Actually, I have had EXACTLY the same experience with eye caps, with my older male couperi, and I feel absolutely sure he knew that I was helping, and was very patient. In spite of the fact that my head-restraining was not close enough or restrictive enough to prevent a bite or crawling away, he allowed me to fight with the caps for ten minutes, without resistance. For future reference, the flat-bladed tweezers worked pretty much instantly, and I used human sterile eye-lubricant to aid the process. The ten minutes was spent trying to use a fingernail.
I've had many thousands of snakes, in my life. Now, only couperi. Personally, I feel that couperi are more intelligent than almost any snakes I've known, with the possible exceptions of King Cobras and all the Mambas. ....But maybe that's no more than proof of what Tim said: that we equate active awareness with intelligence -- certainly, the Mambas and King Cobra are the epitomes of that.
But, on the other hand: I used to put harmless snakes in my shirt a lot, when I was younger: and I've got to admit that only king snakes ever tried to eat me. That really contributed to my thinking of them as pretty stupid (sorry, getulus guys). (Hey, maybe I'M STUPID, too, I tried it maybe ten times, before I quit putting getulus ssp.in my shirt){{I never tried putting elapids in my shirt
}} (Rat snakes never did that ....maybe I just smelled like a snake, so king snakes liked me?)
My indigos also always crap in the same part of the cage.....admittedly, each has a different favorite spot in his or her cage: The '12 girl always craps in the water bowl; the 7 year female always craps around her hide box #2, the youngest boy always goes in the live plants, the youngest girl always in the same corner of her cage: ALWAYS.
Now, I've always had many cats - and they always find the litterboxes. When I had three big dogs, and lived in the desert, I always emptied the cat litter in the same spot of my 40 acres: and the dogs very quickly learned to use that same spot for their own solid waste. Is there not something intelligent there?
(Before you say it's stupid to crap in your water bowl, well, my snakes have 2 bowls in each cage, and they are inspected daily. That girl craps in only 1 of the two bowls, always the same one.)
My '12 couperi absolutely know me from other people; they always try to come back to me, when other people are holding them. This has been proven MANY times. I don't have repeated evidence for the other 3 snakes, but I have not had them long enough, or had other people handle them much.

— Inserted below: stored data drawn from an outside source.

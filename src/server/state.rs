//! Application state shared across all request handlers.
//!
//! The state is initialized once during startup and then cloned for each
//! request handler through Axum's state extraction. All fields are cheap to
//! clone: the database connection is a pooled handle, and the registry and
//! URI builder are reference-counted. Both are read-only after startup, so
//! request handlers can use them concurrently without locking.

use sea_orm::DatabaseConnection;
use std::sync::Arc;

use crate::server::representation::{
    property_mapping::PropertyMappingRegistry, uri::ResourceUriBuilder,
};

#[derive(Clone)]
pub struct AppState {
    /// Database connection pool for accessing persistent storage.
    pub db: DatabaseConnection,

    /// Sort-key mapping tables, fully populated before the first request.
    pub mapping_registry: Arc<PropertyMappingRegistry>,

    /// Renders all link and pagination hrefs against the configured base URL.
    pub uri_builder: Arc<ResourceUriBuilder>,
}

impl AppState {
    /// Creates a new application state with the provided dependencies.
    ///
    /// # Arguments
    /// - `db` - Database connection pool
    /// - `mapping_registry` - Property mapping registry built at startup
    /// - `uri_builder` - URI builder for link generation
    ///
    /// # Returns
    /// - `AppState` - Initialized application state ready for use
    pub fn new(
        db: DatabaseConnection,
        mapping_registry: Arc<PropertyMappingRegistry>,
        uri_builder: Arc<ResourceUriBuilder>,
    ) -> Self {
        Self {
            db,
            mapping_registry,
            uri_builder,
        }
    }
}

Maybe I'm just projecting my own wishes: but I personally feel that couperi is the smartest NOT ABSURDLY DEADLY snake I've had the pleasure to know. As for other Drymarchon, I cannot say -but I had ~ a dozen couperi, MANY decades ago - when I owned HUNDREDS of snakes, and I always felt that they were very special and intelligent, even then. I've kept and even bred Masticophis and Coluber constrictor ssp; I have never thought them to be any smarter than your average snake -- and DAMN, THEY ARE ALERT.
Thanks so much, eminart, for introducing the thought-provoking question! Don't anyone get pissed off here, please, this is just for fun!